Battery-operated fans in the suits never worked right, so they're not there. When the Jays need a cooldown, they'll turn their beaks to the wind and let the air blow through the small netting.

Mannerisms matter

But, temperature aside, there's the little kids, the fans. They're smart.

"Kids pick up on everything," Plous said.

Big Jay, for example, has to act the same, no matter who's inside. That means signing autographs the same way, with the same hand every time. That means walking the same way, and doing the same thing every time.

"We're around each other so much," Plous said of the crew that is Big Jay. "I pick up their mannerisms and they pick up mine."

What do you know about the Jays?

What is the relationship between Baby Jay and Big Jay? Are they husband and wife? Brother and sister? They're just friends.
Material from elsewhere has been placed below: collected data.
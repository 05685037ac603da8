use log::info;
use p256::elliptic_curve::sec1::ToEncodedPoint;
use p256::{PublicKey, SecretKey};
use rand::rngs::OsRng;
use rand::{CryptoRng, RngCore};
use ripemd::Ripemd160;
use serde::{Deserialize, Serialize};
use sha2::{Digest, Sha256};
use thiserror::Error;

use std::fmt;

use crate::telemetry::Telemetry;

/// Version byte prepended to the public key hash
pub const ADDRESS_VERSION: u8 = 0x00;

/// Length of the address checksum
pub const CHECKSUM_LEN: usize = 4;

/// Length of the versioned public key hash
pub const VERSIONED_PAYLOAD_LEN: usize = 21;

/// Length of the decoded address (versioned payload + checksum)
pub const ADDRESS_PAYLOAD_LEN: usize = VERSIONED_PAYLOAD_LEN + CHECKSUM_LEN;

/// Errors that can occur during wallet and address operations
#[derive(Debug, Error)]
pub enum WalletError {
    #[error("Failed to generate keypair: {0}")]
    KeyGeneration(String),

    #[error("Invalid private key: {0}")]
    InvalidPrivateKey(String),

    #[error("Decoding error: {0}")]
    Decoding(String),

    #[error("Invalid length: expected {expected} bytes, got {found}")]
    InvalidLength { expected: usize, found: usize },

    #[error("Unsupported address version: {0:#04x}")]
    InvalidVersion(u8),

    #[error("Address checksum mismatch")]
    ChecksumMismatch,
}

/// Represents a blockchain address
///
/// Wallet addresses are Base58Check strings, but the ledger accepts any
/// string as an address (including the reserved reward sender).
#[derive(Debug, Clone, PartialEq, Eq, Hash, PartialOrd, Ord, Serialize, Deserialize)]
pub struct Address(pub String);

impl Address {
    /// Derives the address of a public key
    ///
    /// SHA-256 then RIPEMD-160 of the X||Y coordinates, prefixed with the
    /// version byte, followed by the first four bytes of the double SHA-256
    /// of that payload, Base58 encoded.
    pub fn from_public_key(public_key: &PublicKey) -> Self {
        let payload = versioned_payload(public_key);
        Address(encode_address(&payload))
    }

    pub fn as_str(&self) -> &str {
        &self.0
    }

    /// Decodes a wallet address back to its 25-byte payload
    ///
    /// Fails unless the string is valid Base58 of the right length, carries
    /// the expected version byte, and its checksum matches.
    pub fn decode_payload(&self) -> Result<[u8; ADDRESS_PAYLOAD_LEN], WalletError> {
        let bytes = bs58::decode(&self.0)
            .into_vec()
            .map_err(|e| WalletError::Decoding(e.to_string()))?;

        let payload: [u8; ADDRESS_PAYLOAD_LEN] =
            bytes
                .as_slice()
                .try_into()
                .map_err(|_| WalletError::InvalidLength {
                    expected: ADDRESS_PAYLOAD_LEN,
                    found: bytes.len(),
                })?;

        if payload[0] != ADDRESS_VERSION {
            return Err(WalletError::InvalidVersion(payload[0]));
        }

        let (versioned, check) = payload.split_at(VERSIONED_PAYLOAD_LEN);
        if checksum(versioned) != check {
            return Err(WalletError::ChecksumMismatch);
        }

        Ok(payload)
    }
}

impl fmt::Display for Address {
    fn fmt(&self, f: &mut fmt::Formatter<'_>) -> fmt::Result {
        write!(f, "{}", self.0)
    }
}

impl From<&str> for Address {
    fn from(s: &str) -> Self {
        Address(s.to_string())
    }
}

impl From<String> for Address {
    fn from(s: String) -> Self {
        Address(s)
    }
}

impl From<&Address> for Address {
    fn from(address: &Address) -> Self {
        address.clone()
    }
}

impl AsRef<str> for Address {
    fn as_ref(&self) -> &str {
        &self.0
    }
}

/// Serializes a public key as its big-endian X and Y coordinates (32 bytes each)
pub fn public_key_bytes(public_key: &PublicKey) -> [u8; 64] {
    let point = public_key.to_encoded_point(false);
    // uncompressed SEC1: 0x04 || X || Y
    let mut out = [0u8; 64];
    out.copy_from_slice(&point.as_bytes()[1..]);
    out
}

pub fn sha256(data: &[u8]) -> [u8; 32] {
    Sha256::digest(data).into()
}

pub fn double_sha256(data: &[u8]) -> [u8; 32] {
    sha256(&sha256(data))
}

pub fn ripemd160(data: &[u8]) -> [u8; 20] {
    Ripemd160::digest(data).into()
}

/// First four bytes of the double SHA-256 of `data`
pub fn checksum(data: &[u8]) -> [u8; CHECKSUM_LEN] {
    let digest = double_sha256(data);
    let mut out = [0u8; CHECKSUM_LEN];
    out.copy_from_slice(&digest[..CHECKSUM_LEN]);
    out
}

/// Version byte followed by RIPEMD-160(SHA-256(public key))
pub fn versioned_payload(public_key: &PublicKey) -> [u8; VERSIONED_PAYLOAD_LEN] {
    let key_hash = ripemd160(&sha256(&public_key_bytes(public_key)));

    let mut payload = [0u8; VERSIONED_PAYLOAD_LEN];
    payload[0] = ADDRESS_VERSION;
    payload[1..].copy_from_slice(&key_hash);
    payload
}

/// Appends the checksum to a versioned payload and Base58 encodes the result
pub fn encode_address(payload: &[u8; VERSIONED_PAYLOAD_LEN]) -> String {
    let mut full = [0u8; ADDRESS_PAYLOAD_LEN];
    full[..VERSIONED_PAYLOAD_LEN].copy_from_slice(payload);
    full[VERSIONED_PAYLOAD_LEN..].copy_from_slice(&checksum(payload));
    bs58::encode(full).into_string()
}

/// Represents a wallet with a P-256 keypair
#[derive(Clone)]
pub struct Wallet {
    private_key: SecretKey,
    public_key: PublicKey,
    address: Address,
}

impl Wallet {
    /// Creates a new wallet with a random keypair from the OS random source
    pub fn new() -> Result<Self, WalletError> {
        Self::with_telemetry(Telemetry::default().child("wallet"))
    }

    /// Like `new`, logging through `telemetry`
    pub fn with_telemetry(telemetry: Telemetry) -> Result<Self, WalletError> {
        Self::from_rng(&mut OsRng, telemetry)
    }

    /// Creates a wallet with a keypair drawn from `rng`
    ///
    /// Draws again when the bytes are not a valid scalar (zero, or at least the
    /// curve order). Fails only if the random source cannot produce bytes;
    /// no partial wallet is ever returned.
    pub fn from_rng<R: RngCore + CryptoRng>(
        rng: &mut R,
        telemetry: Telemetry,
    ) -> Result<Self, WalletError> {
        let mut bytes = [0u8; 32];
        let private_key = loop {
            rng.try_fill_bytes(&mut bytes)
                .map_err(|e| WalletError::KeyGeneration(e.to_string()))?;

            if let Ok(private_key) = SecretKey::from_slice(&bytes) {
                break private_key;
            }
        };

        let wallet = Self::from_secret_key(private_key);
        info!(target: telemetry.target(), "Created wallet with address {}", wallet.address);
        Ok(wallet)
    }

    /// Creates a wallet from an existing secret key
    pub fn from_secret_key(private_key: SecretKey) -> Self {
        let public_key = private_key.public_key();
        let address = Address::from_public_key(&public_key);

        Wallet {
            private_key,
            public_key,
            address,
        }
    }

    /// Restores a wallet from the hex rendering produced by `private_key_hex`
    pub fn from_private_key_hex(private_key: &str) -> Result<Self, WalletError> {
        let bytes = hex::decode(private_key).map_err(|e| WalletError::Decoding(e.to_string()))?;
        if bytes.len() != 32 {
            return Err(WalletError::InvalidLength {
                expected: 32,
                found: bytes.len(),
            });
        }

        let secret = SecretKey::from_slice(&bytes)
            .map_err(|_| WalletError::InvalidPrivateKey("scalar out of range".to_string()))?;

        Ok(Self::from_secret_key(secret))
    }

    /// Gets the wallet's address
    pub fn address(&self) -> &Address {
        &self.address
    }

    pub fn private_key(&self) -> &SecretKey {
        &self.private_key
    }

    pub fn public_key(&self) -> &PublicKey {
        &self.public_key
    }

    /// Private scalar as 64 hex characters
    pub fn private_key_hex(&self) -> String {
        hex::encode(self.private_key.to_bytes())
    }

    /// X||Y coordinates as 128 hex characters
    pub fn public_key_hex(&self) -> String {
        hex::encode(public_key_bytes(&self.public_key))
    }
}

impl fmt::Debug for Wallet {
    fn fmt(&self, f: &mut fmt::Formatter<'_>) -> fmt::Result {
        f.debug_struct("Wallet")
            .field("public_key", &self.public_key_hex())
            .field("address", &self.address)
            .finish_non_exhaustive()
    }
}

#[cfg(test)]
mod tests {
    use super::*;
    use rand::rngs::StdRng;
    use rand::SeedableRng;

    struct FailingRng;

    impl RngCore for FailingRng {
        fn next_u32(&mut self) -> u32 {
            0
        }

        fn next_u64(&mut self) -> u64 {
            0
        }

        fn fill_bytes(&mut self, dest: &mut [u8]) {
            dest.fill(0);
        }

        fn try_fill_bytes(&mut self, _dest: &mut [u8]) -> Result<(), rand::Error> {
            Err(rand::Error::new("entropy source unavailable"))
        }
    }

    impl CryptoRng for FailingRng {}

    /// Serves the queued 32-byte draws in order
    struct QueuedRng(Vec<[u8; 32]>);

    impl RngCore for QueuedRng {
        fn next_u32(&mut self) -> u32 {
            0
        }

        fn next_u64(&mut self) -> u64 {
            0
        }

        fn fill_bytes(&mut self, dest: &mut [u8]) {
            dest.fill(0);
        }

        fn try_fill_bytes(&mut self, dest: &mut [u8]) -> Result<(), rand::Error> {
            if self.0.is_empty() {
                return Err(rand::Error::new("queue drained"));
            }
            dest.copy_from_slice(&self.0.remove(0));
            Ok(())
        }
    }

    impl CryptoRng for QueuedRng {}

    #[test]
    fn test_wallet_creation() {
        let wallet = Wallet::new().unwrap();

        assert!(!wallet.address().as_str().is_empty());
        assert!(wallet.address().as_str().starts_with('1'));
        assert_eq!(wallet.private_key_hex().len(), 64);
        assert_eq!(wallet.public_key_hex().len(), 128);
    }

    #[test]
    fn test_address_is_reproducible() {
        let wallet = Wallet::new().unwrap();

        let again = Address::from_public_key(wallet.public_key());
        assert_eq!(&again, wallet.address());
    }

    #[test]
    fn test_address_payload_checksum() {
        let wallet = Wallet::new().unwrap();
        let payload = wallet.address().decode_payload().unwrap();

        assert_eq!(payload[0], ADDRESS_VERSION);
        assert_eq!(&payload[..VERSIONED_PAYLOAD_LEN], &versioned_payload(wallet.public_key()));
        assert_eq!(
            payload[VERSIONED_PAYLOAD_LEN..],
            double_sha256(&payload[..VERSIONED_PAYLOAD_LEN])[..CHECKSUM_LEN]
        );
    }

    #[test]
    fn test_address_stages() {
        let wallet = Wallet::new().unwrap();
        let key_bytes = public_key_bytes(wallet.public_key());
        let payload = versioned_payload(wallet.public_key());

        assert_eq!(hex::encode(key_bytes), wallet.public_key_hex());
        assert_eq!(payload[0], 0x00);
        assert_eq!(payload[1..], ripemd160(&sha256(&key_bytes)));
    }

    #[test]
    fn test_known_digests() {
        assert_eq!(
            hex::encode(sha256(b"abc")),
            "ba7816bf8f01cfea414140de5dae2223b00361a396177a9cb410ff61f20015ad"
        );
        assert_eq!(
            hex::encode(ripemd160(b"")),
            "9c1185a5c5e9fc54612808977ee8f548b2258d31"
        );
        assert_eq!(
            hex::encode(ripemd160(b"abc")),
            "8eb208f7e05d987a9b044a8e98c6b087f15a0bfc"
        );
    }

    #[test]
    fn test_known_address_encoding() {
        let mut payload = [0u8; VERSIONED_PAYLOAD_LEN];
        payload[1..].copy_from_slice(
            &hex::decode("010966776006953d5567439e5e39f86a0d273bee").unwrap(),
        );

        assert_eq!(hex::encode(checksum(&payload)), "d61967f6");
        assert_eq!(encode_address(&payload), "16UwLL9Risc3QfPqBUvKofHmBQ7wMtjvM");
    }

    #[test]
    fn test_leading_zero_bytes_encode_as_ones() {
        let payload = [0u8; VERSIONED_PAYLOAD_LEN];
        assert_eq!(encode_address(&payload), "1111111111111111111114oLvT2");
    }

    #[test]
    fn test_restore_from_private_key_hex() {
        let wallet = Wallet::new().unwrap();
        let restored = Wallet::from_private_key_hex(&wallet.private_key_hex()).unwrap();

        assert_eq!(restored.address(), wallet.address());
        assert_eq!(restored.public_key_hex(), wallet.public_key_hex());
    }

    #[test]
    fn test_restore_rejects_bad_keys() {
        assert!(matches!(
            Wallet::from_private_key_hex("zz"),
            Err(WalletError::Decoding(_))
        ));
        assert!(matches!(
            Wallet::from_private_key_hex("abcd"),
            Err(WalletError::InvalidLength { expected: 32, found: 2 })
        ));
        assert!(matches!(
            Wallet::from_private_key_hex(&"00".repeat(32)),
            Err(WalletError::InvalidPrivateKey(_))
        ));
    }

    #[test]
    fn test_seeded_rng_is_deterministic() {
        let first = Wallet::from_rng(&mut StdRng::seed_from_u64(7), Telemetry::default()).unwrap();
        let second = Wallet::from_rng(&mut StdRng::seed_from_u64(7), Telemetry::default()).unwrap();

        assert_eq!(first.address(), second.address());
        assert_eq!(first.private_key_hex(), second.private_key_hex());
    }

    #[test]
    fn test_key_generation_failure() {
        let result = Wallet::from_rng(&mut FailingRng, Telemetry::default());
        assert!(matches!(result, Err(WalletError::KeyGeneration(_))));
    }

    #[test]
    fn test_out_of_range_scalar_is_redrawn() {
        // zero and anything at or above the curve order are not valid scalars
        let mut rng = QueuedRng(vec![[0x00; 32], [0xff; 32], [0x11; 32]]);
        let wallet = Wallet::from_rng(&mut rng, Telemetry::default()).unwrap();

        assert_eq!(wallet.private_key_hex(), hex::encode([0x11u8; 32]));
        assert!(rng.0.is_empty());
    }

    #[test]
    fn test_decode_rejects_tampered_address() {
        let wallet = Wallet::new().unwrap();
        let mut payload = wallet.address().decode_payload().unwrap();
        payload[5] ^= 0x01;
        let tampered = Address(bs58::encode(payload).into_string());

        assert!(matches!(tampered.decode_payload(), Err(WalletError::ChecksumMismatch)));
        assert!(matches!(
            Address::from("0OIl").decode_payload(),
            Err(WalletError::Decoding(_))
        ));
        assert!(matches!(
            Address::from("A").decode_payload(),
            Err(WalletError::InvalidLength { .. })
        ));
    }

    #[test]
    fn test_debug_hides_private_key() {
        let wallet = Wallet::new().unwrap();
        let printed = format!("{:?}", wallet);

        assert!(!printed.contains(&wallet.private_key_hex()));
        assert!(printed.contains(wallet.address().as_str()));
    }
}
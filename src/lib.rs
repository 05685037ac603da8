//! An educational single-process ledger
//!
//! A proof-of-work chain of blocks with a pending transaction pool and
//! replayed balances, plus wallets whose addresses are derived from P-256
//! public keys with the SHA-256 / RIPEMD-160 / Base58Check pipeline.

pub mod blockchain;
pub mod config;
pub mod telemetry;

pub use blockchain::{Address, Block, Blockchain, BlockchainError, Transaction, Wallet};
pub use config::ChainConfig;
pub use telemetry::Telemetry;
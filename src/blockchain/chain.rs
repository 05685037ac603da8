use log::{debug, error, info, warn};
use parking_lot::{Mutex, RwLock};
use thiserror::Error;

use std::fmt;
use std::sync::Arc;

use super::block::{Block, BlockHash};
use super::crypto::Address;
use super::pow::{valid_proof, CancelFlag, ProofOfWork, ProofOfWorkError};
use super::transaction::{Amount, Transaction};
use crate::config::{ChainConfig, ConfigError};
use crate::telemetry::Telemetry;

/// Default reward minted for every mined block
pub const MINING_REWARD: Amount = 1.0;

/// Errors that can occur during blockchain operations
#[derive(Debug, Error)]
pub enum BlockchainError {
    #[error("Proof of work failed: {0}")]
    ProofOfWork(#[from] ProofOfWorkError),

    #[error("Mining already in progress")]
    MiningInProgress,

    #[error("Broken chain link at block {index}: expected previous hash {expected}, found {found}")]
    BrokenLink {
        index: usize,
        expected: BlockHash,
        found: BlockHash,
    },

    #[error("Invalid proof of work at block {index}")]
    InvalidProof { index: usize },

    #[error("Mining worker failed: {0}")]
    Worker(String),
}

/// Represents the blockchain
///
/// Clones share the same chain and pool, so a clone can be handed to a
/// mining worker while other clones keep accepting transactions.
#[derive(Debug, Clone)]
pub struct Blockchain {
    /// The chain of blocks, never empty
    chain: Arc<RwLock<Vec<Block>>>,

    /// Pending transactions to be included in the next block
    pending_transactions: Arc<Mutex<Vec<Transaction>>>,

    /// Held for the whole of a mining round
    mining: Arc<Mutex<()>>,

    /// Address receiving mining rewards
    address: Address,

    config: ChainConfig,

    telemetry: Telemetry,
}

impl Blockchain {
    /// Creates a new blockchain with a genesis block
    ///
    /// # Arguments
    ///
    /// * `address` - The operator address receiving mining rewards
    pub fn new(address: impl Into<Address>) -> Self {
        Self::with_telemetry(address, Telemetry::default().child("blockchain"))
    }

    /// Like `new`, logging through `telemetry`
    pub fn with_telemetry(address: impl Into<Address>, telemetry: Telemetry) -> Self {
        Self::build(address.into(), ChainConfig::default(), telemetry)
    }

    /// Creates a new blockchain with explicit tunables
    ///
    /// # Returns
    ///
    /// The blockchain, or the reason `config` is unusable
    pub fn with_config(
        address: impl Into<Address>,
        config: ChainConfig,
        telemetry: Telemetry,
    ) -> Result<Self, ConfigError> {
        config.validate()?;
        Ok(Self::build(address.into(), config, telemetry))
    }

    fn build(address: Address, config: ChainConfig, telemetry: Telemetry) -> Self {
        // genesis links to the hash of an empty sentinel block
        let genesis_block = Block::new(0, Block::default().hash(), Vec::new());
        info!(
            target: telemetry.target(),
            "Created blockchain for {} with difficulty {}", address, config.difficulty
        );

        Blockchain {
            chain: Arc::new(RwLock::new(vec![genesis_block])),
            pending_transactions: Arc::new(Mutex::new(Vec::new())),
            mining: Arc::new(Mutex::new(())),
            address,
            config,
            telemetry,
        }
    }

    /// Address receiving mining rewards
    pub fn address(&self) -> &Address {
        &self.address
    }

    pub fn config(&self) -> &ChainConfig {
        &self.config
    }

    /// Number of blocks, genesis included
    pub fn len(&self) -> usize {
        self.chain.read().len()
    }

    /// Always false: the genesis block exists from construction
    pub fn is_empty(&self) -> bool {
        self.chain.read().is_empty()
    }

    /// Gets the last block in the chain
    pub fn last_block(&self) -> Block {
        let chain = self.chain.read();
        chain[chain.len() - 1].clone()
    }

    /// Gets a copy of the entire chain
    pub fn chain(&self) -> Vec<Block> {
        self.chain.read().clone()
    }

    pub fn pending_len(&self) -> usize {
        self.pending_transactions.lock().len()
    }

    /// Adds a new transaction to the pending pool
    ///
    /// Nothing is validated: transactions are unauthenticated and balances
    /// may go negative.
    pub fn add_transaction(
        &self,
        sender: impl Into<Address>,
        recipient: impl Into<Address>,
        amount: Amount,
    ) {
        let transaction = Transaction::new(sender, recipient, amount);
        debug!(
            target: self.telemetry.target(),
            "Queued transaction {} -> {} ({})", transaction.sender, transaction.recipient, amount
        );
        self.pending_transactions.lock().push(transaction);
    }

    /// Returns an independent copy of the pending pool
    pub fn copy_pending_pool(&self) -> Vec<Transaction> {
        self.pending_transactions.lock().clone()
    }

    /// Searches a nonce for the current pool snapshot on top of the last block
    ///
    /// Nothing is sealed; `mine` is the operation that appends a block.
    pub fn proof_of_work(&self) -> Result<u64, ProofOfWorkError> {
        let transactions = self.copy_pending_pool();
        let previous_hash = self.last_block().hash();
        self.search(previous_hash, &transactions, None)
    }

    fn search(
        &self,
        previous_hash: BlockHash,
        transactions: &[Transaction],
        cancel: Option<&CancelFlag>,
    ) -> Result<u64, ProofOfWorkError> {
        ProofOfWork::new(previous_hash, transactions, self.config.difficulty)
            .with_max_attempts(self.config.max_nonce)
            .run(cancel)
    }

    /// Mines a new block with the pending transactions
    ///
    /// Waits for any other mining round on this chain to finish first. With
    /// the default configuration the search is unbounded and this never
    /// fails.
    ///
    /// # Returns
    ///
    /// Result with the newly mined block
    pub fn mine(&self) -> Result<Block, BlockchainError> {
        let _round = self.mining.lock();
        self.mine_round(None)
    }

    /// Like `mine`, but rejects instead of waiting when another round runs
    pub fn try_mine(&self) -> Result<Block, BlockchainError> {
        let _round = self
            .mining
            .try_lock()
            .ok_or(BlockchainError::MiningInProgress)?;
        self.mine_round(None)
    }

    /// Like `mine`, stopping the search once `cancel` is raised
    pub fn mine_with_cancel(&self, cancel: &CancelFlag) -> Result<Block, BlockchainError> {
        let _round = self.mining.lock();
        self.mine_round(Some(cancel))
    }

    /// Mines on a blocking worker thread so callers keep submitting
    /// transactions while the search runs
    pub async fn mine_in_background(&self, cancel: CancelFlag) -> Result<Block, BlockchainError> {
        let chain = self.clone();
        tokio::task::spawn_blocking(move || chain.mine_with_cancel(&cancel))
            .await
            .map_err(|e| BlockchainError::Worker(e.to_string()))?
    }

    /// One mining round; the caller holds `self.mining`
    fn mine_round(&self, cancel: Option<&CancelFlag>) -> Result<Block, BlockchainError> {
        let reward = Transaction::new_reward(self.address.clone(), self.config.mining_reward);

        let (transactions, taken) = {
            let mut pending = self.pending_transactions.lock();
            pending.push(reward);
            (pending.clone(), pending.len())
        };
        let previous_hash = self.last_block().hash();

        let nonce = match self.search(previous_hash, &transactions, cancel) {
            Ok(nonce) => nonce,
            Err(err) => {
                // only miners remove entries, so the reward is still at taken - 1
                self.pending_transactions.lock().remove(taken - 1);
                warn!(target: self.telemetry.target(), "action=mining, status=failed, reason={}", err);
                return Err(err.into());
            }
        };

        let block = Block::new(nonce, previous_hash, transactions);
        let height = {
            let mut chain = self.chain.write();
            let mut pending = self.pending_transactions.lock();
            chain.push(block.clone());
            // entries queued during the search stay for the next round
            pending.drain(..taken);
            chain.len() - 1
        };

        info!(
            target: self.telemetry.target(),
            "action=mining, status=success, height={}, nonce={}, transactions={}",
            height,
            nonce,
            taken
        );

        Ok(block)
    }

    /// Calculates the balance of an address by replaying the whole chain
    ///
    /// Unknown addresses have a balance of zero.
    pub fn calculate_total_amount(&self, address: impl AsRef<str>) -> Amount {
        let address = address.as_ref();
        let chain = self.chain.read();

        let mut total_amount = 0.0;
        for block in chain.iter() {
            for transaction in block.transactions() {
                if transaction.recipient.as_str() == address {
                    total_amount += transaction.amount;
                }
                if transaction.sender.as_str() == address {
                    total_amount -= transaction.amount;
                }
            }
        }

        total_amount
    }

    /// Checks linkage and proof of work of every block after genesis
    ///
    /// # Returns
    ///
    /// The first integrity fault found. Faults are reported, never repaired.
    pub fn verify(&self) -> Result<(), BlockchainError> {
        let result = verify_blocks(&self.chain.read(), self.config.difficulty);
        if let Err(err) = &result {
            error!(target: self.telemetry.target(), "Chain verification failed: {}", err);
        }
        result
    }

    /// Validates the blockchain
    ///
    /// # Returns
    ///
    /// true if the blockchain is valid, false otherwise
    pub fn is_valid(&self) -> bool {
        self.verify().is_ok()
    }
}

/// Verifies a sequence of blocks mined at `difficulty`
///
/// Block 0 is treated as genesis and exempt from the proof check.
pub fn verify_blocks(blocks: &[Block], difficulty: usize) -> Result<(), BlockchainError> {
    for (offset, pair) in blocks.windows(2).enumerate() {
        let index = offset + 1;
        let (previous, current) = (&pair[0], &pair[1]);

        let expected = previous.hash();
        if current.previous_hash() != &expected {
            return Err(BlockchainError::BrokenLink {
                index,
                expected,
                found: *current.previous_hash(),
            });
        }

        if !valid_proof(
            current.nonce(),
            current.previous_hash(),
            current.transactions(),
            difficulty,
        ) {
            return Err(BlockchainError::InvalidProof { index });
        }
    }

    Ok(())
}

impl fmt::Display for Blockchain {
    fn fmt(&self, f: &mut fmt::Formatter<'_>) -> fmt::Result {
        let chain = self.chain.read();
        for (i, block) in chain.iter().enumerate() {
            writeln!(f, "{} Chain {} {}", "=".repeat(25), i, "=".repeat(25))?;
            write!(f, "{}", block)?;
        }
        writeln!(f, "{}", "*".repeat(25))
    }
}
What is the gender of Baby Jay and Big Jay? They are neither - just Jayhawks.

What will I never see Baby Jay and Big Jay do? You'll never see Big Jay skip. That's more appropriate for the childlike Baby Jay. And you'll never hear either talk. That's a big no-no. You'll also never see them without their mascot heads on. That's also very bad.

And there's the crowds.

"If you don't like being groped, don't be a mascot," Ratzlaff said.

KU fans are great, she said, but they can get pretty excited.

"So many people try to body surf us up the crowd," Ratzlaff said. "We have to fight them off."

And then you have to be sensitive to those that are a bit skittish around mascots.

"One of our cheerleaders is actually terrified of mascots," Ratzlaff said. "I didn't know that until I tried to hug her from behind one time."

The cheerleader cried and collapsed onto the ground.

"Somebody had to come and console her," Ratzlaff said.

But all in all, it's good to be a Jayhawk.

Those fit for the job rise to the challenge.

"It's really amazing : how serious they take it," Jarzemkoski said. "They truly embrace going into suit."

Comments

compmd 8 years, 7 months ago

a cheerleader who is afraid of mascots...what an occupational hazard.

egypt 8 years, 7 months ago

Afraid of the mascott, That sounds like a cry for attention. Boohooohoooo, Look at me, Boohoohooo give me all the attention.